On stage for the AST award ceremony were Emily Blumberg, Peter Reese, and David Goldberg.

Strong internal leadership

“We had very strong leadership on the issue with Peter Abt, MD, in the Division of Transplantation of the Department of Surgery, Emily Blumberg, MD, Director of Transplant Infectious Diseases, and Roy Bloom, MD, of Transplant Nephrology,” said Reese.

“Ultimately,” he continued, “the proposed THINKER studies underwent IRB review and review from an external data safety monitoring board. I can’t even tell you how many dozens of people had to participate: Surgeons, kidney and liver specialists, research coordinators, nurse coordinators, lab techs, administrators, patients and their families, and others; there were just so many people contributing to the success of this project.”

The second big unknown going into the first studies was whether the team could develop a process of informed consent that would be thorough and convincing to skeptics of the work.

“So, I would call a patient and say ‘This is Dr. Reese and we have this study to try to get you a kidney transplant sooner but it would involve infecting you with hepatitis C. Do you know what that is?” We’d start the conversation on the phone and go from there.

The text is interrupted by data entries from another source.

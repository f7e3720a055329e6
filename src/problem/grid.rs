use std::{
    fmt::Display,
    ops::{Index, IndexMut},
};

use super::ParseError;

#[derive(Debug, Clone, Copy, PartialEq, Eq, PartialOrd, Ord, Hash)]
pub struct Coord {
    pub row: usize,
    pub col: usize,
}

impl Coord {
    pub const fn new(row: usize, col: usize) -> Self {
        Self { row, col }
    }
}

impl Display for Coord {
    fn fmt(&self, f: &mut std::fmt::Formatter<'_>) -> std::fmt::Result {
        write!(f, "({}, {})", self.row, self.col)
    }
}

#[derive(Debug, Clone, Copy, PartialEq, Eq, PartialOrd, Ord, Hash)]
pub enum Dir {
    N,
    E,
    S,
    W,
}

impl Dir {
    pub const ALL: [Dir; 4] = [Dir::N, Dir::E, Dir::S, Dir::W];

    pub const fn index(self) -> usize {
        self as usize
    }

    pub const fn rev(self) -> Self {
        match self {
            Dir::N => Dir::S,
            Dir::E => Dir::W,
            Dir::S => Dir::N,
            Dir::W => Dir::E,
        }
    }

    /// `(d_row, d_col)` of a single step.
    pub const fn delta(self) -> (i64, i64) {
        match self {
            Dir::N => (-1, 0),
            Dir::E => (0, 1),
            Dir::S => (1, 0),
            Dir::W => (0, -1),
        }
    }
}

impl Display for Dir {
    fn fmt(&self, f: &mut std::fmt::Formatter<'_>) -> std::fmt::Result {
        match self {
            Dir::N => write!(f, "N"),
            Dir::E => write!(f, "E"),
            Dir::S => write!(f, "S"),
            Dir::W => write!(f, "W"),
        }
    }
}

/// Row-major rectangular map.
#[derive(Debug, Clone, PartialEq, Eq)]
pub struct Grid<T> {
    width: usize,
    height: usize,
    cells: Vec<T>,
}

impl<T> Grid<T> {
    pub fn from_rows(rows: Vec<Vec<T>>) -> Result<Self, ParseError> {
        let height = rows.len();
        let width = rows.first().map(Vec::len).ok_or(ParseError::Empty)?;

        if width == 0 {
            return Err(ParseError::Empty);
        }

        let mut cells = Vec::with_capacity(width * height);

        for (row, cells_in_row) in rows.into_iter().enumerate() {
            if cells_in_row.len() != width {
                return Err(ParseError::RaggedGrid {
                    row,
                    width: cells_in_row.len(),
                    expected: width,
                });
            }

            cells.extend(cells_in_row);
        }

        Ok(Self {
            width,
            height,
            cells,
        })
    }

    pub fn width(&self) -> usize {
        self.width
    }

    pub fn height(&self) -> usize {
        self.height
    }

    pub fn len(&self) -> usize {
        self.cells.len()
    }

    pub fn index_of(&self, c: Coord) -> usize {
        c.row * self.width + c.col
    }

    pub fn contains(&self, c: Coord) -> bool {
        c.row < self.height && c.col < self.width
    }

    /// The neighbour of `c` in direction `dir`, if it lies on the grid.
    pub fn step(&self, c: Coord, dir: Dir) -> Option<Coord> {
        let next = match dir {
            Dir::N => Coord::new(c.row.checked_sub(1)?, c.col),
            Dir::E => Coord::new(c.row, c.col + 1),
            Dir::S => Coord::new(c.row + 1, c.col),
            Dir::W => Coord::new(c.row, c.col.checked_sub(1)?),
        };

        self.contains(next).then_some(next)
    }

    pub fn coords(&self) -> impl Iterator<Item = Coord> {
        let width = self.width;
        (0..self.height).flat_map(move |row| (0..width).map(move |col| Coord::new(row, col)))
    }

    pub fn find(&self, mut pred: impl FnMut(&T) -> bool) -> Option<Coord> {
        self.coords().find(|&c| pred(&self[c]))
    }

    /// Converts every cell, failing on the first cell `f` rejects.
    pub fn try_map<U, E>(
        &self,
        mut f: impl FnMut(Coord, &T) -> Result<U, E>,
    ) -> Result<Grid<U>, E> {
        let cells = self
            .coords()
            .map(|c| f(c, &self[c]))
            .collect::<Result<Vec<_>, _>>()?;

        Ok(Grid {
            width: self.width,
            height: self.height,
            cells,
        })
    }
}

impl Grid<u8> {
    pub fn unexpected(&self, c: Coord) -> ParseError {
        ParseError::UnexpectedCell {
            cell: self[c] as char,
            row: c.row,
            col: c.col,
        }
    }
}

impl<T> Index<Coord> for Grid<T> {
    type Output = T;

    fn index(&self, c: Coord) -> &Self::Output {
        debug_assert!(self.contains(c));
        &self.cells[self.index_of(c)]
    }
}

impl<T> IndexMut<Coord> for Grid<T> {
    fn index_mut(&mut self, c: Coord) -> &mut Self::Output {
        debug_assert!(self.contains(c));
        let i = self.index_of(c);
        &mut self.cells[i]
    }
}
//! Bearer token validation
//!
//! Tokens are issued by the external identity provider. The gateway only
//! validates them (signature, issuer, audience, expiry) and maps the claims
//! onto an [`Identity`].

use billgate_core::Identity;
use chrono::{Duration, Utc};
use jsonwebtoken::{decode, errors::ErrorKind, Algorithm, DecodingKey, Validation};
use serde::{Deserialize, Serialize};
use std::fmt;
use thiserror::Error;
use uuid::Uuid;

/// JWT configuration
#[derive(Clone)]
pub struct JwtConfig {
    /// Secret shared with the identity provider
    pub secret: String,

    /// Expected `iss`
    pub issuer: String,

    /// Expected `aud` (the gateway's client id)
    pub audience: String,

    /// Clock skew tolerance in seconds
    pub leeway_seconds: u64,

    /// Expected signing algorithm
    pub algorithm: Algorithm,
}

impl JwtConfig {
    /// Create new JWT configuration
    pub fn new(secret: impl Into<String>) -> Self {
        Self {
            secret: secret.into(),
            issuer: String::new(),
            audience: String::new(),
            leeway_seconds: 30,
            algorithm: Algorithm::HS256,
        }
    }

    /// Set issuer
    pub fn with_issuer(mut self, issuer: impl Into<String>) -> Self {
        self.issuer = issuer.into();
        self
    }

    /// Set audience
    pub fn with_audience(mut self, audience: impl Into<String>) -> Self {
        self.audience = audience.into();
        self
    }

    /// Set clock skew tolerance
    pub fn with_leeway(mut self, seconds: u64) -> Self {
        self.leeway_seconds = seconds;
        self
    }

    /// Validate configuration
    pub fn validate(&self) -> Result<(), JwtConfigError> {
        if self.secret.is_empty() {
            return Err(JwtConfigError::EmptySecret);
        }

        if self.issuer.is_empty() {
            return Err(JwtConfigError::EmptyIssuer);
        }

        if self.audience.is_empty() {
            return Err(JwtConfigError::EmptyAudience);
        }

        Ok(())
    }
}

impl fmt::Debug for JwtConfig {
    fn fmt(&self, f: &mut fmt::Formatter<'_>) -> fmt::Result {
        f.debug_struct("JwtConfig")
            .field("issuer", &self.issuer)
            .field("audience", &self.audience)
            .field("leeway_seconds", &self.leeway_seconds)
            .field("algorithm", &self.algorithm)
            .finish()
    }
}

/// JWT configuration errors
#[derive(Debug, Error)]
pub enum JwtConfigError {
    #[error("JWT signing secret cannot be empty")]
    EmptySecret,

    #[error("JWT issuer cannot be empty")]
    EmptyIssuer,

    #[error("JWT audience cannot be empty")]
    EmptyAudience,
}

/// Claims issued by the identity provider
#[derive(Debug, Clone, Serialize, Deserialize)]
pub struct Claims {
    /// Subject (user ID)
    pub sub: String,

    pub iss: String,

    pub aud: String,

    /// Expiration time (Unix timestamp)
    pub exp: i64,

    /// Issued at (Unix timestamp)
    #[serde(default)]
    pub iat: i64,

    #[serde(default, skip_serializing_if = "Option::is_none")]
    pub nbf: Option<i64>,

    #[serde(default)]
    pub jti: String,

    #[serde(default)]
    pub name: String,

    #[serde(default)]
    pub email: String,

    #[serde(default)]
    pub role: String,

    #[serde(default)]
    pub merchant_id: String,

    #[serde(default)]
    pub profile_id: String,
}

impl Claims {
    /// Create new claims expiring after `expiration_seconds`
    pub fn new(
        user_id: impl Into<String>,
        issuer: impl Into<String>,
        audience: impl Into<String>,
        expiration_seconds: i64,
    ) -> Self {
        let now = Utc::now();
        let exp = now + Duration::seconds(expiration_seconds);

        Self {
            sub: user_id.into(),
            iss: issuer.into(),
            aud: audience.into(),
            exp: exp.timestamp(),
            iat: now.timestamp(),
            nbf: None,
            jti: Uuid::new_v4().to_string(),
            name: String::new(),
            email: String::new(),
            role: String::new(),
            merchant_id: String::new(),
            profile_id: String::new(),
        }
    }

    pub fn with_role(mut self, role: impl Into<String>) -> Self {
        self.role = role.into();
        self
    }

    pub fn with_email(mut self, email: impl Into<String>) -> Self {
        self.email = email.into();
        self
    }

    pub fn with_merchant(mut self, merchant_id: impl Into<String>) -> Self {
        self.merchant_id = merchant_id.into();
        self
    }

    pub fn with_profile(mut self, profile_id: impl Into<String>) -> Self {
        self.profile_id = profile_id.into();
        self
    }
}

impl From<Claims> for Identity {
    fn from(claims: Claims) -> Self {
        Identity {
            id: claims.sub,
            name: claims.name,
            email: claims.email,
            role: claims.role,
            merchant_id: claims.merchant_id,
            profile_id: claims.profile_id,
        }
    }
}

/// Token errors
#[derive(Debug, Error)]
pub enum TokenError {
    #[error("Token has expired")]
    Expired,

    #[error("Token is not yet valid")]
    NotYetValid,

    #[error("Invalid token claims: {0}")]
    InvalidClaims(String),

    #[error("JWT error: {0}")]
    JwtError(jsonwebtoken::errors::Error),

    #[error("Invalid token format")]
    InvalidFormat,
}

impl From<jsonwebtoken::errors::Error> for TokenError {
    fn from(err: jsonwebtoken::errors::Error) -> Self {
        match err.kind() {
            ErrorKind::ExpiredSignature => TokenError::Expired,
            ErrorKind::ImmatureSignature => TokenError::NotYetValid,
            ErrorKind::InvalidIssuer => TokenError::InvalidClaims("issuer mismatch".to_string()),
            ErrorKind::InvalidAudience => {
                TokenError::InvalidClaims("audience mismatch".to_string())
            }
            _ => TokenError::JwtError(err),
        }
    }
}

/// JWT token manager
pub struct JwtManager {
    config: JwtConfig,
    decoding_key: DecodingKey,
    validation: Validation,
}

impl JwtManager {
    /// Create a new JWT manager
    pub fn new(config: JwtConfig) -> Result<Self, JwtConfigError> {
        config.validate()?;

        let decoding_key = DecodingKey::from_secret(config.secret.as_bytes());

        let mut validation = Validation::new(config.algorithm);
        validation.set_issuer(&[&config.issuer]);
        validation.set_audience(&[&config.audience]);
        validation.leeway = config.leeway_seconds;
        validation.validate_exp = true;
        validation.validate_nbf = true;

        Ok(Self {
            config,
            decoding_key,
            validation,
        })
    }

    /// Validate and decode a token
    pub fn validate_token(&self, token: &str) -> Result<Claims, TokenError> {
        let token_data = decode::<Claims>(token, &self.decoding_key, &self.validation)?;
        let claims = token_data.claims;

        if claims.sub.is_empty() {
            return Err(TokenError::InvalidClaims(
                "Subject cannot be empty".to_string(),
            ));
        }

        Ok(claims)
    }

    /// Extract token from Authorization header value
    pub fn extract_token_from_header(header_value: &str) -> Result<&str, TokenError> {
        let mut parts = header_value.split_whitespace();

        match (parts.next(), parts.next(), parts.next()) {
            (Some(scheme), Some(token), None) if scheme.eq_ignore_ascii_case("bearer") => {
                Ok(token)
            }
            _ => Err(TokenError::InvalidFormat),
        }
    }
}

impl fmt::Debug for JwtManager {
    fn fmt(&self, f: &mut fmt::Formatter<'_>) -> fmt::Result {
        f.debug_struct("JwtManager")
            .field("issuer", &self.config.issuer)
            .field("audience", &self.config.audience)
            .field("algorithm", &self.config.algorithm)
            .finish()
    }
}

/// Sign `claims` the way the identity provider does
#[cfg(test)]
pub(crate) fn sign(secret: &str, claims: &Claims) -> String {
    jsonwebtoken::encode(
        &jsonwebtoken::Header::new(Algorithm::HS256),
        claims,
        &jsonwebtoken::EncodingKey::from_secret(secret.as_bytes()),
    )
    .unwrap()
}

The experience made me grateful for my background and collaborations in bioethics; that preparation and credibility really helped me through many of the details of the study.”

Cure rate concern

The third unknown of the study was uncertainty about what the actual HCV cure rates would be.

“Everyone was nervous that having even one patient who couldn’t be cured could put the program in jeopardy,” said Reese.  But in the end, 100% of the THINKER team’s patients were cured in the first two studies demonstrating the procedure’s viability.

Since then, as noted by the AST judges, the THINKER procedure has spread unusually quickly to other medical centers. Penn and some of those centers are now expanding on it as they explore how to use the same methodology in the transplant of hearts, liver, and lung transplants.

Remaining challenges

But for all its successes, challenges still remain in this complex area of transplantation science.

“For one thing,” said Reese, “the number of patients and the published studies are fairly small, so there’s some concerns about initially-unanticipated transplant complications that ought to be manageable if we understood them better. “

“And for another,” he said, “we don’t yet have a pathway for insurance to pre-approve payment and there have been cases where therapy has been delayed. We know of centers where a patient received an organ and the application for insurance approval to treat hepatitis C went unresolved for weeks. We’d like to see insurance companies step up to approve payment in situations like this that are so time-sensitive.”